[Saved entries]
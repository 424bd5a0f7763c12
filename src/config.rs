use std::{
    env, io,
    path::{Path, PathBuf},
};

const HOST: &str = "127.0.0.1";
const PORT: u16 = 5001;
const MODEL_DIR: &str = "ml_model";
const MODEL_FILE: &str = "student_stress_model.json";

/// Immutable settings for a service instance.
#[derive(Debug, Clone)]
pub struct ServiceConfig {
    host: String,
    port: u16,
    model_path: PathBuf,
}

impl ServiceConfig {
    /// Creates a new service configuration.
    ///
    /// # Args
    /// * `host` - Interface to listen on.
    /// * `port` - Port to listen on.
    /// * `model_path` - Location of the model artifact.
    ///
    /// # Returns
    /// A `ServiceConfig` instance.
    pub fn new(host: impl Into<String>, port: u16, model_path: impl Into<PathBuf>) -> Self {
        Self {
            host: host.into(),
            port,
            model_path: model_path.into(),
        }
    }

    /// Returns the `host:port` address to bind.
    pub fn bind_addr(&self) -> String {
        format!("{}:{}", self.host, self.port)
    }

    pub fn port(&self) -> u16 {
        self.port
    }

    /// Returns the path the model artifact is loaded from.
    pub fn model_path(&self) -> &Path {
        &self.model_path
    }

    /// The fixed deployment settings.
    ///
    /// The artifact is `ml_model/student_stress_model.json` next to the
    /// executable; when that file is absent, the copy under the crate sources is
    /// used so `cargo run` works from a checkout.
    ///
    /// # Errors
    /// Returns an io error if the executable's location can't be determined.
    pub fn locate() -> io::Result<Self> {
        let exe = env::current_exe()?;
        let exe_dir = exe
            .parent()
            .ok_or_else(|| io::Error::other("executable has no parent directory"))?;
        let source_dir = Path::new(env!("CARGO_MANIFEST_DIR"));

        Ok(Self::new(HOST, PORT, model_path_in(exe_dir, source_dir)))
    }
}

/// Picks the artifact under `exe_dir`, else under `source_dir`, else the
/// `exe_dir` path so the load failure names the deployed location.
fn model_path_in(exe_dir: &Path, source_dir: &Path) -> PathBuf {
    let deployed = exe_dir.join(MODEL_DIR).join(MODEL_FILE);
    if deployed.is_file() {
        return deployed;
    }

    let checkout = source_dir.join(MODEL_DIR).join(MODEL_FILE);
    if checkout.is_file() {
        checkout
    } else {
        deployed
    }
}

#[cfg(test)]
mod tests {
    use std::fs;

    use super::*;

    fn place_artifact(dir: &Path) -> PathBuf {
        let path = dir.join(MODEL_DIR).join(MODEL_FILE);
        fs::create_dir_all(path.parent().unwrap()).unwrap();
        fs::write(&path, "{}").unwrap();
        path
    }

    #[test]
    fn located_config_listens_on_fixed_port() {
        let config = ServiceConfig::locate().unwrap();

        assert_eq!(config.port(), 5001);
        assert_eq!(config.bind_addr(), "127.0.0.1:5001");
        assert!(config.model_path().is_absolute());
        assert!(config.model_path().ends_with("ml_model/student_stress_model.json"));
    }

    #[test]
    fn artifact_next_to_executable_wins() {
        let exe_dir = tempfile::tempdir().unwrap();
        let source_dir = tempfile::tempdir().unwrap();
        let deployed = place_artifact(exe_dir.path());
        place_artifact(source_dir.path());

        assert_eq!(model_path_in(exe_dir.path(), source_dir.path()), deployed);
    }

    #[test]
    fn checkout_artifact_is_used_when_none_is_deployed() {
        let exe_dir = tempfile::tempdir().unwrap();
        let source_dir = tempfile::tempdir().unwrap();
        let checkout = place_artifact(source_dir.path());

        assert_eq!(model_path_in(exe_dir.path(), source_dir.path()), checkout);
    }

    #[test]
    fn missing_artifact_points_next_to_executable() {
        let exe_dir = tempfile::tempdir().unwrap();
        let source_dir = tempfile::tempdir().unwrap();

        assert_eq!(
            model_path_in(exe_dir.path(), source_dir.path()),
            exe_dir.path().join("ml_model").join("student_stress_model.json")
        );
    }
}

## Requirement:
From the first line of the records above to the line that contains "Port to listen on.", quote each line exactly.

## Answer space:
repository 424bd5a0f7763c12
filename src/config.rs
use std::{
    env, io,
    path::{Path, PathBuf},
};

const HOST: &str = "127.0.0.1";
const PORT: u16 = 5001;
const MODEL_DIR: &str = "ml_model";
const MODEL_FILE: &str = "student_stress_model.json";

/// Immutable settings for a service instance.
#[derive(Debug, Clone)]
pub struct ServiceConfig {
    host: String,
    port: u16,
    model_path: PathBuf,
}

impl ServiceConfig {
    /// Creates a new service configuration.
    ///
    /// # Args
    /// * `host` - Interface to listen on.
    /// * `port` - Port to listen on.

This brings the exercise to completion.